- INSTRUCTIONS TO FOLLOW:
Scan the entries for "StockMovement". Every line that holds it is to be copied.

- EXCERPTED DATA:
*** Begin section ***
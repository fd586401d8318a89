//! # Engine Configuration
//!
//! Static configuration handed to the engine at construction. All
//! fields are read-only after initialization.

use bodegon_core::types::DEFAULT_SUBTYPE;

/// Engine-wide configuration.
#[derive(Debug, Clone)]
pub struct EngineConfig {
    /// Operator name stamped into `created_by` on new orders.
    pub operator: String,

    /// Key under which the order list is mirrored in the order store.
    pub store_key: String,

    /// Maximum retained inventory-commit reports.
    pub history_cap: usize,

    /// Enables the administrative `replace_all_orders` API. Off in
    /// production; on for test-data injection tooling.
    pub dev_tools: bool,

    /// Subtypes assumed when the catalog backend defines none.
    pub default_subtypes: Vec<String>,
}

impl EngineConfig {
    /// Returns a config with the given operator and defaults elsewhere.
    pub fn for_operator(operator: impl Into<String>) -> Self {
        EngineConfig {
            operator: operator.into(),
            ..EngineConfig::default()
        }
    }
}

impl Default for EngineConfig {
    fn default() -> Self {
        EngineConfig {
            operator: "Desconocido".to_string(),
            store_key: "pendingOrders".to_string(),
            history_cap: 50,
            dev_tools: false,
            default_subtypes: vec![
                DEFAULT_SUBTYPE.to_string(),
                "Botella Tercio".to_string(),
                "Lata Pequeña".to_string(),
                "Lata Grande".to_string(),
            ],
        }
    }
}

// =============================================================================
// Unit Tests
// =============================================================================

#[cfg(test)]
mod tests {
    use super::*;

    #[test]
    fn test_defaults() {
        let config = EngineConfig::default();
        assert_eq!(config.store_key, "pendingOrders");
        assert_eq!(config.history_cap, 50);
        assert!(!config.dev_tools);
        assert_eq!(config.default_subtypes.len(), 4);
    }

    #[test]
    fn test_for_operator() {
        let config = EngineConfig::for_operator("YESSI");
        assert_eq!(config.operator, "YESSI");
        assert_eq!(config.history_cap, 50);
    }
}
//! # Stock Ledger
//!
//! On-hand stock in canonical units, with the pending-inventory
//! scratch map for batched restocks.
//!
//! ## Mutation Rules
//! ```text
//! ┌─────────────────────────────────────────────────────────────────────────┐
//! │                         Stock Ledger                                    │
//! │                                                                         │
//! │  check_stock()   read-only: available ≥ qty × units_per(pack)           │
//! │  deduct_stock()  available = max(0, available − units)  (zero clamp)    │
//! │  add_stock()     available = available + units          (unbounded)     │
//! │  set_base_stock() absolute write (restock counts, admin corrections)    │
//! │                                                                         │
//! │  Every write mirrors the NEW ABSOLUTE quantity to the catalog           │
//! │  backend. Mirror failures are logged and swallowed: the in-memory       │
//! │  count is authoritative.                                                │
//! │                                                                         │
//! │  All order-engine stock mutation funnels through these operations;      │
//! │  nothing else writes the inventory map.                                 │
//! └─────────────────────────────────────────────────────────────────────────┘
//! ```
//!
//! ## Zero Clamp
//! Deduction clamps at zero instead of failing. Callers that need
//! exactness pre-check with [`StockLedger::check_stock`]; the clamp
//! covers drift between the counted shelf and the ledger.

use std::collections::HashMap;
use std::sync::Arc;

use chrono::{DateTime, Utc};
use serde::{Deserialize, Serialize};
use tracing::{debug, error, info};
use uuid::Uuid;

use bodegon_core::types::StockKey;

use crate::catalog::CatalogSnapshot;
use crate::traits::CatalogBackend;

// =============================================================================
// Inventory History
// =============================================================================

/// One movement inside a committed restock batch.
#[derive(Debug, Clone, Serialize, Deserialize)]
#[serde(rename_all = "camelCase")]
pub struct StockMovement {
    pub product: String,
    pub subtype: String,
    /// Signed canonical units (negative for shrinkage corrections).
    pub quantity: i64,
}

/// A committed restock batch, newest first in the history.
#[derive(Debug, Clone, Serialize, Deserialize)]
#[serde(rename_all = "camelCase")]
pub struct InventoryReport {
    pub id: String,
    #[serde(rename = "timestamp")]
    pub committed_at: DateTime<Utc>,
    pub movements: Vec<StockMovement>,
    pub total_units: i64,
}

// =============================================================================
// Stock Ledger
// =============================================================================

/// The on-hand stock map plus the pending-restock scratch state.
///
/// Lives inside the engine's state mutex; per-key serialization falls
/// out of the engine serializing every mutation.
pub struct StockLedger {
    backend: Arc<dyn CatalogBackend>,
    inventory: HashMap<StockKey, i64>,
    /// Uncommitted restock deltas. Entries that net to zero are
    /// removed so the map stays sparse.
    pending: HashMap<StockKey, i64>,
    history: Vec<InventoryReport>,
    history_cap: usize,
}

impl StockLedger {
    pub fn new(backend: Arc<dyn CatalogBackend>, history_cap: usize) -> Self {
        StockLedger {
            backend,
            inventory: HashMap::new(),
            pending: HashMap::new(),
            history: Vec::new(),
            history_cap,
        }
    }

    /// Replaces the on-hand map with freshly loaded counts.
    pub fn load_inventory(&mut self, inventory: HashMap<StockKey, i64>) {
        self.inventory = inventory;
    }

    /// On-hand canonical units for (product, subtype). Unknown keys
    /// are zero.
    pub fn available(&self, product: &str, subtype: &str) -> i64 {
        self.inventory
            .get(&StockKey::new(product, subtype))
            .copied()
            .unwrap_or(0)
    }

    /// Whether `qty` packs of `emission` can be served from stock.
    pub fn check_stock(
        &self,
        catalog: &CatalogSnapshot,
        product: &str,
        emission: &str,
        subtype: &str,
        qty: u32,
    ) -> bool {
        let required = qty as i64 * catalog.packs().units_per(emission, subtype) as i64;
        self.available(product, subtype) >= required
    }

    /// Deducts `qty` packs, clamped at zero, and mirrors the new
    /// absolute count.
    pub async fn deduct_stock(
        &mut self,
        catalog: &CatalogSnapshot,
        product: &str,
        emission: &str,
        subtype: &str,
        qty: u32,
    ) {
        let units = qty as i64 * catalog.packs().units_per(emission, subtype) as i64;
        let new_total = (self.available(product, subtype) - units).max(0);

        self.inventory
            .insert(StockKey::new(product, subtype), new_total);
        debug!(product = %product, subtype = %subtype, units = units, available = new_total, "stock deducted");

        self.mirror(catalog, product, subtype, new_total).await;
    }

    /// Adds `qty` packs (unbounded above) and mirrors the new
    /// absolute count.
    pub async fn add_stock(
        &mut self,
        catalog: &CatalogSnapshot,
        product: &str,
        emission: &str,
        subtype: &str,
        qty: u32,
    ) {
        self.add_units(
            catalog,
            product,
            subtype,
            qty as i64 * catalog.packs().units_per(emission, subtype) as i64,
        )
        .await;
    }

    async fn add_units(
        &mut self,
        catalog: &CatalogSnapshot,
        product: &str,
        subtype: &str,
        units: i64,
    ) {
        let new_total = self.available(product, subtype) + units;

        self.inventory
            .insert(StockKey::new(product, subtype), new_total);
        debug!(product = %product, subtype = %subtype, units = units, available = new_total, "stock added");

        self.mirror(catalog, product, subtype, new_total).await;
    }

    /// Overwrites the on-hand count with an absolute value.
    pub async fn set_base_stock(
        &mut self,
        catalog: &CatalogSnapshot,
        product: &str,
        subtype: &str,
        units: i64,
    ) {
        self.inventory
            .insert(StockKey::new(product, subtype), units);
        info!(product = %product, subtype = %subtype, units = units, "base stock set");

        self.mirror(catalog, product, subtype, units).await;
    }

    /// Mirrors a new absolute count to the backend. Products the
    /// catalog does not know are kept in-memory only.
    async fn mirror(&self, catalog: &CatalogSnapshot, product: &str, subtype: &str, total: i64) {
        let Some(product_id) = catalog.product_id(product) else {
            debug!(product = %product, "no catalog id, skipping inventory mirror");
            return;
        };
        if let Err(err) = self.backend.upsert_inventory(product_id, subtype, total).await {
            error!(product = %product, subtype = %subtype, %err, "inventory mirror write failed");
        }
    }

    // -------------------------------------------------------------------------
    // Pending inventory (restock session)
    // -------------------------------------------------------------------------

    /// Accumulates a signed delta into the pending-restock map.
    pub fn update_pending(&mut self, product: &str, subtype: &str, delta: i64) {
        let key = StockKey::new(product, subtype);
        let current = self.pending.get(&key).copied().unwrap_or(0);
        let next = current + delta;
        if next == 0 {
            self.pending.remove(&key);
        } else {
            self.pending.insert(key, next);
        }
    }

    /// Pending delta for (product, subtype). Unknown keys are zero.
    pub fn pending(&self, product: &str, subtype: &str) -> i64 {
        self.pending
            .get(&StockKey::new(product, subtype))
            .copied()
            .unwrap_or(0)
    }

    pub fn pending_entries(&self) -> &HashMap<StockKey, i64> {
        &self.pending
    }

    pub fn clear_pending(&mut self) {
        self.pending.clear();
    }

    /// Applies every pending delta to on-hand stock at unit
    /// granularity, logs a timestamped report into the capped history
    /// and empties the scratch map.
    pub async fn commit_inventory(&mut self, catalog: &CatalogSnapshot) -> InventoryReport {
        let entries: Vec<(StockKey, i64)> = self.pending.drain().collect();

        let mut movements = Vec::with_capacity(entries.len());
        let mut total_units = 0;
        for (key, quantity) in entries {
            self.add_units(catalog, &key.product, &key.subtype, quantity)
                .await;
            total_units += quantity;
            movements.push(StockMovement {
                product: key.product,
                subtype: key.subtype,
                quantity,
            });
        }

        let report = InventoryReport {
            id: Uuid::new_v4().to_string(),
            committed_at: Utc::now(),
            movements,
            total_units,
        };

        info!(movements = report.movements.len(), total_units = total_units, "inventory committed");

        self.history.insert(0, report.clone());
        self.history.truncate(self.history_cap);
        report
    }

    /// Committed restock reports, newest first.
    pub fn history(&self) -> &[InventoryReport] {
        &self.history
    }
}

// =============================================================================
// Unit Tests
// =============================================================================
*** End section ***
- ANSWER BOX:
pub struct StockMovement {
    pub movements: Vec<StockMovement>,
            movements.push(StockMovement {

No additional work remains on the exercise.